Give the total number of lines in the data below that include "IssuedCert", and nothing else.

-------- Data extracts --------

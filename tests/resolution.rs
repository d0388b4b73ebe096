//! Endpoint resolution and failover during connect.

mod common;

use std::sync::Arc;
use std::time::Duration;

use common::{context, handshake_pair, identity_settings, loopback_listener, refused_addr, TestPki};
use etls::config::Settings;
use etls::engine::{Engine, SocketState};
use etls::error::{ErrorKind, EtlsError};
use etls::net::StaticResolver;

#[tokio::test(flavor = "multi_thread")]
async fn unknown_host_is_a_resolution_error() {
    let engine = Engine::current().unwrap();
    let client_ctx = context(&Settings::default());
    let socket = engine.socket();

    let result = tokio::time::timeout(
        Duration::from_secs(10),
        socket.connect("example.invalid", 443, &client_ctx),
    )
    .await
    .expect("resolution should fail promptly");

    assert_eq!(result.unwrap_err().kind(), ErrorKind::Resolution);
    assert_eq!(socket.state(), SocketState::Closed);
}

#[tokio::test(flavor = "multi_thread")]
async fn unpinned_host_without_fallback_has_no_addresses() {
    let resolver = StaticResolver::new().pin("known.test", [refused_addr()]);
    let engine = Engine::current().unwrap().with_resolver(Arc::new(resolver));
    let client_ctx = context(&Settings::default());

    let err = engine.connect("unknown.test", 443, &client_ctx).await.unwrap_err();
    assert!(matches!(err, EtlsError::NoAddresses { .. }));
    assert_eq!(err.kind(), ErrorKind::Resolution);
}

#[tokio::test(flavor = "multi_thread")]
async fn refused_endpoints_are_skipped() {
    let pki = TestPki::new("failover CA");
    let cert = pki.issue("service.test", &["service.test"]);
    let server_ctx = context(&identity_settings(&cert));
    let client_ctx = context(&Settings::default());

    let probe = Engine::current().unwrap();
    let acceptor = loopback_listener(&probe, &server_ctx);
    let live = acceptor.local_address().unwrap();
    let resolver = StaticResolver::new().pin(
        "service.test",
        [refused_addr(), live, refused_addr(), refused_addr()],
    );
    let engine = Engine::current().unwrap().with_resolver(Arc::new(resolver));

    // Every permutation of the candidates must still reach the live endpoint.
    for _ in 0..8 {
        let (server, (client, connected)) =
            handshake_pair(&engine, &acceptor, "service.test", &client_ctx).await;
        connected.unwrap();
        server.unwrap();
        assert_eq!(client.peer_address().unwrap(), live);
        client.close();
    }
}

#[tokio::test(flavor = "multi_thread")]
async fn all_refused_endpoints_aggregate_into_one_error() {
    let resolver = StaticResolver::new().pin("down.test", [refused_addr(), refused_addr()]);
    let engine = Engine::current().unwrap().with_resolver(Arc::new(resolver));
    let client_ctx = context(&Settings::default());

    let socket = engine.socket();
    let err = socket.connect("down.test", 443, &client_ctx).await.unwrap_err();
    match &err {
        EtlsError::Connect { attempts, .. } => assert_eq!(*attempts, 2),
        other => panic!("expected an aggregated connect error, got {other:?}"),
    }
    assert_eq!(err.kind(), ErrorKind::Connection);
    assert_eq!(socket.state(), SocketState::Closed);
}
//! Shared utilities for integration tests.

#![allow(dead_code)]

use std::fs;
use std::net::SocketAddr;
use std::path::{Path, PathBuf};
use std::sync::atomic::{AtomicU64, Ordering};

use etls::config::{Settings, VerifyMode};
use etls::engine::{Engine, TlsAcceptor, TlsSocket};
use etls::error::{EtlsError, EtlsResult};
use etls::tls::TlsContext;
use rcgen::{
    BasicConstraints, Certificate, CertificateParams, DnType, ExtendedKeyUsagePurpose, IsCa,
    KeyPair, KeyUsagePurpose,
};

static DIR_COUNTER: AtomicU64 = AtomicU64::new(0);

/// Certificate and key written to disk.
pub struct IssuedCert {
    pub cert_path: PathBuf,
    pub key_path: PathBuf,
    /// DER serial number bytes, as written in the certificate.
    pub serial: Vec<u8>,
}

/// Throwaway CA with a private directory for its files.
pub struct TestPki {
    dir: PathBuf,
    ca: Certificate,
    ca_key: KeyPair,
    issued: AtomicU64,
}

impl TestPki {
    pub fn new(name: &str) -> Self {
        let dir = std::env::temp_dir().join(format!(
            "etls-test-{}-{}",
            std::process::id(),
            DIR_COUNTER.fetch_add(1, Ordering::SeqCst)
        ));
        fs::create_dir_all(&dir).unwrap();

        let ca_key = KeyPair::generate().unwrap();
        let ca = ca_params(name).self_signed(&ca_key).unwrap();

        Self {
            dir,
            ca,
            ca_key,
            issued: AtomicU64::new(0),
        }
    }

    pub fn ca_pem(&self) -> String {
        self.ca.pem()
    }

    pub fn ca(&self) -> (&Certificate, &KeyPair) {
        (&self.ca, &self.ca_key)
    }

    /// Leaf signed by this CA, valid for `names` (DNS names or IP literals).
    pub fn issue(&self, common_name: &str, names: &[&str]) -> IssuedCert {
        let mut params =
            CertificateParams::new(names.iter().map(|name| name.to_string()).collect::<Vec<_>>())
                .unwrap();
        params.distinguished_name.push(DnType::CommonName, common_name);
        params.extended_key_usages = vec![
            ExtendedKeyUsagePurpose::ServerAuth,
            ExtendedKeyUsagePurpose::ClientAuth,
        ];
        let key = KeyPair::generate().unwrap();
        let cert = params.signed_by(&key, &self.ca, &self.ca_key).unwrap();
        let (_, parsed) = x509_parser::parse_x509_certificate(cert.der()).unwrap();
        let serial = parsed.tbs_certificate.raw_serial().to_vec();

        let n = self.issued.fetch_add(1, Ordering::SeqCst);
        let stem = common_name.replace(|c: char| !c.is_ascii_alphanumeric(), "_");
        let cert_path = self.dir.join(format!("{stem}-{n}.crt"));
        let key_path = self.dir.join(format!("{stem}-{n}.key"));
        fs::write(&cert_path, cert.pem()).unwrap();
        fs::write(&key_path, key.serialize_pem()).unwrap();
        IssuedCert {
            cert_path,
            key_path,
            serial,
        }
    }

    /// Intermediate CA signed by this one, with its own directory.
    pub fn subordinate(&self, name: &str) -> TestPki {
        let dir = std::env::temp_dir().join(format!(
            "etls-test-{}-{}",
            std::process::id(),
            DIR_COUNTER.fetch_add(1, Ordering::SeqCst)
        ));
        fs::create_dir_all(&dir).unwrap();

        let ca_key = KeyPair::generate().unwrap();
        let ca = ca_params(name).signed_by(&ca_key, &self.ca, &self.ca_key).unwrap();

        TestPki {
            dir,
            ca,
            ca_key,
            issued: AtomicU64::new(0),
        }
    }

    /// Certificate and key of `cert` concatenated into one PEM file.
    pub fn combined(&self, cert: &IssuedCert) -> PathBuf {
        let mut pem = fs::read_to_string(&cert.cert_path).unwrap();
        pem.push_str(&fs::read_to_string(&cert.key_path).unwrap());
        let path = cert.cert_path.with_extension("pem");
        fs::write(&path, pem).unwrap();
        path
    }

    pub fn dir(&self) -> &Path {
        &self.dir
    }
}

fn ca_params(name: &str) -> CertificateParams {
    let mut params = CertificateParams::new(Vec::<String>::new()).unwrap();
    params.distinguished_name.push(DnType::CommonName, name);
    params.is_ca = IsCa::Ca(BasicConstraints::Unconstrained);
    params.key_usages = vec![
        KeyUsagePurpose::KeyCertSign,
        KeyUsagePurpose::CrlSign,
        KeyUsagePurpose::DigitalSignature,
    ];
    params
}

impl Drop for TestPki {
    fn drop(&mut self) {
        let _ = fs::remove_dir_all(&self.dir);
    }
}

/// Settings presenting `cert` without verifying the peer.
pub fn identity_settings(cert: &IssuedCert) -> Settings {
    Settings {
        certfile: Some(cert.cert_path.clone()),
        keyfile: Some(cert.key_path.clone()),
        ..Settings::default()
    }
}

/// Settings verifying the peer against `pki`'s CA.
pub fn trusting(pki: &TestPki, base: Settings) -> Settings {
    Settings {
        verify: VerifyMode::Peer,
        cacerts: vec![pki.ca_pem()],
        ..base
    }
}

pub fn context(settings: &Settings) -> TlsContext {
    TlsContext::new(settings).unwrap()
}

pub fn loopback_listener(engine: &Engine, server: &TlsContext) -> TlsAcceptor {
    engine
        .listen_on(SocketAddr::from(([127, 0, 0, 1], 0)), server, 16)
        .unwrap()
}

/// Accept + server handshake on one side, connect on the other, concurrently.
pub async fn handshake_pair(
    engine: &Engine,
    acceptor: &TlsAcceptor,
    host: &str,
    client: &TlsContext,
) -> (EtlsResult<TlsSocket>, (TlsSocket, EtlsResult<()>)) {
    let port = acceptor.local_address().unwrap().port();
    let socket = engine.socket();
    let server = async {
        let accepted = acceptor.accept().await?;
        accepted.handshake().await?;
        Ok::<_, EtlsError>(accepted)
    };
    let connect = socket.connect(host, port, client);
    let (server, connected) = tokio::join!(server, connect);
    (server, (socket, connected))
}

/// Established server/client pair over loopback.
pub async fn connected_pair(
    engine: &Engine,
    server: &TlsContext,
    client: &TlsContext,
) -> (TlsSocket, TlsSocket) {
    let acceptor = loopback_listener(engine, server);
    let (server, (client, connected)) = handshake_pair(engine, &acceptor, "127.0.0.1", client).await;
    connected.unwrap();
    (server.unwrap(), client)
}

/// A loopback address nothing is listening on.
pub fn refused_addr() -> SocketAddr {
    let listener = std::net::TcpListener::bind("127.0.0.1:0").unwrap();
    listener.local_addr().unwrap()
}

--------

Result for this exercise:
5